TASK DETAILS - Determine the number of lines in the listing that contain "ascending". Write only that number.

[[ MATERIAL PROVIDED, beginning ]]

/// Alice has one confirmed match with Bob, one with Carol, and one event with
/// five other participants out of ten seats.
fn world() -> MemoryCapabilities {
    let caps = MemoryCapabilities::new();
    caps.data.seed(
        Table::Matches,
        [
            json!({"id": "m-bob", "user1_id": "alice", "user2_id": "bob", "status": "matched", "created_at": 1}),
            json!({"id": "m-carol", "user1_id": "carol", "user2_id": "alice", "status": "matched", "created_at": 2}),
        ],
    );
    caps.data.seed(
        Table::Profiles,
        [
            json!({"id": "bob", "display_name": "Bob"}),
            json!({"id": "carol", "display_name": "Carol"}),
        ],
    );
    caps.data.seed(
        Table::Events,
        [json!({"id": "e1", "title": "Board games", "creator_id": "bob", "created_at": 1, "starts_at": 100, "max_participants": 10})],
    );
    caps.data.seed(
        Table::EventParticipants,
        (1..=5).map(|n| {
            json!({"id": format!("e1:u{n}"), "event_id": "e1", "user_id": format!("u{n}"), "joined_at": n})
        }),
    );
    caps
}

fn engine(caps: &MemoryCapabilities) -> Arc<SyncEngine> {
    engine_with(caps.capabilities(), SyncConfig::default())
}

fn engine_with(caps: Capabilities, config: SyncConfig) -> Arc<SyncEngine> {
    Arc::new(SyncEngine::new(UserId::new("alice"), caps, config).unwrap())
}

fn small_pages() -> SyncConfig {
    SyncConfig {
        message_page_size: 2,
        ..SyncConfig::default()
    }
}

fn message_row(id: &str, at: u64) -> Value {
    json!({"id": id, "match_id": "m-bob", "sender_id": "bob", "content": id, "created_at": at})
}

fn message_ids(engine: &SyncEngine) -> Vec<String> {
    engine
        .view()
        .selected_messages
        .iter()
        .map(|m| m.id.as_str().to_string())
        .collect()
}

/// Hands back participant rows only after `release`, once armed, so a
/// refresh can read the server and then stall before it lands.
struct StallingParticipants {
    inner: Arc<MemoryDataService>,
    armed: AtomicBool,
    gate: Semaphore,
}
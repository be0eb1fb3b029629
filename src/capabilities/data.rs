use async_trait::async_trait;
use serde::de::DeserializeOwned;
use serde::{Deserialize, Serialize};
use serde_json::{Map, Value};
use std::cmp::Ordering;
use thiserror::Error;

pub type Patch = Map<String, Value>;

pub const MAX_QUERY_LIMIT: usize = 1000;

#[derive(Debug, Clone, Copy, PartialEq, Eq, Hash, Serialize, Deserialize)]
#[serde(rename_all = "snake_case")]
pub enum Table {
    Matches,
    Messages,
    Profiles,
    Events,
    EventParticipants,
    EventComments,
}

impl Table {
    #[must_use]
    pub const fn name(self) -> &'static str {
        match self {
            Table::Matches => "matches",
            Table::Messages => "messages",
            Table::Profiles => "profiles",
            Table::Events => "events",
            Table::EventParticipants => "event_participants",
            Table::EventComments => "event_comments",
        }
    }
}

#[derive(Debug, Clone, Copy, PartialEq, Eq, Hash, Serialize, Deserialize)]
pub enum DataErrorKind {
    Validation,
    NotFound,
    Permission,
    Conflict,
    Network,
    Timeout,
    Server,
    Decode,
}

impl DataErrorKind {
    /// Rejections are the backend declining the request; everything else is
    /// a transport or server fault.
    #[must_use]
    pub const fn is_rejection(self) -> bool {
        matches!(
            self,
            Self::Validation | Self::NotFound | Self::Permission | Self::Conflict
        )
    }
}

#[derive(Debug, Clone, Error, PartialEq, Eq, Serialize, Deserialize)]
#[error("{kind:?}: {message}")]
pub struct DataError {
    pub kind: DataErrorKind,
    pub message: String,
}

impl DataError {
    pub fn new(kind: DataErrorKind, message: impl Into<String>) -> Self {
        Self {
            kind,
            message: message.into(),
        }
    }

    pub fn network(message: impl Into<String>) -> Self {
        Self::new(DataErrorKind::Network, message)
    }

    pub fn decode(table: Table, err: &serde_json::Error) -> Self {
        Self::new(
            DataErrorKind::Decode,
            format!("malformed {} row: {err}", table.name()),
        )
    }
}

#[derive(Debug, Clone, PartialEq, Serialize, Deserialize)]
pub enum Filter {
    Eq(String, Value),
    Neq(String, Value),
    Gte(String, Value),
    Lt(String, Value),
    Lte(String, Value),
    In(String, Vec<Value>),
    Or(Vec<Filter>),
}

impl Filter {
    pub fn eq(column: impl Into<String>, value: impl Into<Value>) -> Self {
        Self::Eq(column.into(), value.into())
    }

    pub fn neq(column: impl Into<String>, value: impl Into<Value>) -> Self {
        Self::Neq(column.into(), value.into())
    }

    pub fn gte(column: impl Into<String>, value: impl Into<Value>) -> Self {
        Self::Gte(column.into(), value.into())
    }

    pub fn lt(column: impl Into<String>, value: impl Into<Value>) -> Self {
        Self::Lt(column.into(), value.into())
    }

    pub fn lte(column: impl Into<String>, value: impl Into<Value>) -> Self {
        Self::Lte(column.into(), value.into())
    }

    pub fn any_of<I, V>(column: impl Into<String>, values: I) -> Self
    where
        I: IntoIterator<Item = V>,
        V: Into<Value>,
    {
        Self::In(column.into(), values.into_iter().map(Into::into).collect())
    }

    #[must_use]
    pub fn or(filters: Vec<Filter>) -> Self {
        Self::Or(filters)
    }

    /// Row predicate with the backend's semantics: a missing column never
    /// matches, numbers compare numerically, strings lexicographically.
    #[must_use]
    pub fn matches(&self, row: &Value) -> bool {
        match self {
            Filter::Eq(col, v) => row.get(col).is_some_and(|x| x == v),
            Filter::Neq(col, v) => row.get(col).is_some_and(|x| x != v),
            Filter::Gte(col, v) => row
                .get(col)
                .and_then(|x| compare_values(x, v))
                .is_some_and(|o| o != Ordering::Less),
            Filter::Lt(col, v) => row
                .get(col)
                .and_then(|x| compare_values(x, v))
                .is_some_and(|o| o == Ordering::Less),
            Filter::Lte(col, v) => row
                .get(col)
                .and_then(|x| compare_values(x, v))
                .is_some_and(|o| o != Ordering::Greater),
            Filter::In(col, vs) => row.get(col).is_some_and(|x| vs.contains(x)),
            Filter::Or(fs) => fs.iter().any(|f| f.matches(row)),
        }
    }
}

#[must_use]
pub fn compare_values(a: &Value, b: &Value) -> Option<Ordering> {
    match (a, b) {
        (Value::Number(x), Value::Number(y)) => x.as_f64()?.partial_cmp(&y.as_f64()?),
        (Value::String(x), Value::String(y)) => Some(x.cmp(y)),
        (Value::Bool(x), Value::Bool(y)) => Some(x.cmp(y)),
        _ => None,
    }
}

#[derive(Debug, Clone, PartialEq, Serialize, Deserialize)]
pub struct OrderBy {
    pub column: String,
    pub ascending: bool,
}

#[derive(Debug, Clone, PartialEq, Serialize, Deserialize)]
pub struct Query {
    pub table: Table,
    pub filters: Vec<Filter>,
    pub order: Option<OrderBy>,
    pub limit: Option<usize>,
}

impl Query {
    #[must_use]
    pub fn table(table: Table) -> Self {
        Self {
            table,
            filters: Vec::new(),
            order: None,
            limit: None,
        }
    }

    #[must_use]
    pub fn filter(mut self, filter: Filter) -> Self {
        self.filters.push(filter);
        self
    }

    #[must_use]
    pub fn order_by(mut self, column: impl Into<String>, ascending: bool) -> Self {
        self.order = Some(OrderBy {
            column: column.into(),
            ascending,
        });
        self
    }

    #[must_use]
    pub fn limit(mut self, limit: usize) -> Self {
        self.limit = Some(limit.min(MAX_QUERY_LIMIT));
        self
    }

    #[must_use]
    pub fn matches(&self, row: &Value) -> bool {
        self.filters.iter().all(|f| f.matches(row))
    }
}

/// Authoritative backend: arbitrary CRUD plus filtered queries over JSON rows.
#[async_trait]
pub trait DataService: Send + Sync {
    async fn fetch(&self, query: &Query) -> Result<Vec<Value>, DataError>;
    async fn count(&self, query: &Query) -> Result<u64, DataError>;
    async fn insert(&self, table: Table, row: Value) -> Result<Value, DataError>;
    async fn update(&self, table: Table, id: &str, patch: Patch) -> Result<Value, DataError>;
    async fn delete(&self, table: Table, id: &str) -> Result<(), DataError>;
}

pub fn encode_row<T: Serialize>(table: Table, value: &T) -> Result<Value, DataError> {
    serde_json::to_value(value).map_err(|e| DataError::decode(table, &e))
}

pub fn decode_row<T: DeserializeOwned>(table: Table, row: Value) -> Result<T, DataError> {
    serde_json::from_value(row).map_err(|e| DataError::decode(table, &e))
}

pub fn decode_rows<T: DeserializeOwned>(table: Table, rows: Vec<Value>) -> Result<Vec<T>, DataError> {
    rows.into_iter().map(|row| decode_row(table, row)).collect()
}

[[ MATERIAL PROVIDED, end ]]

TASK RESULT - 3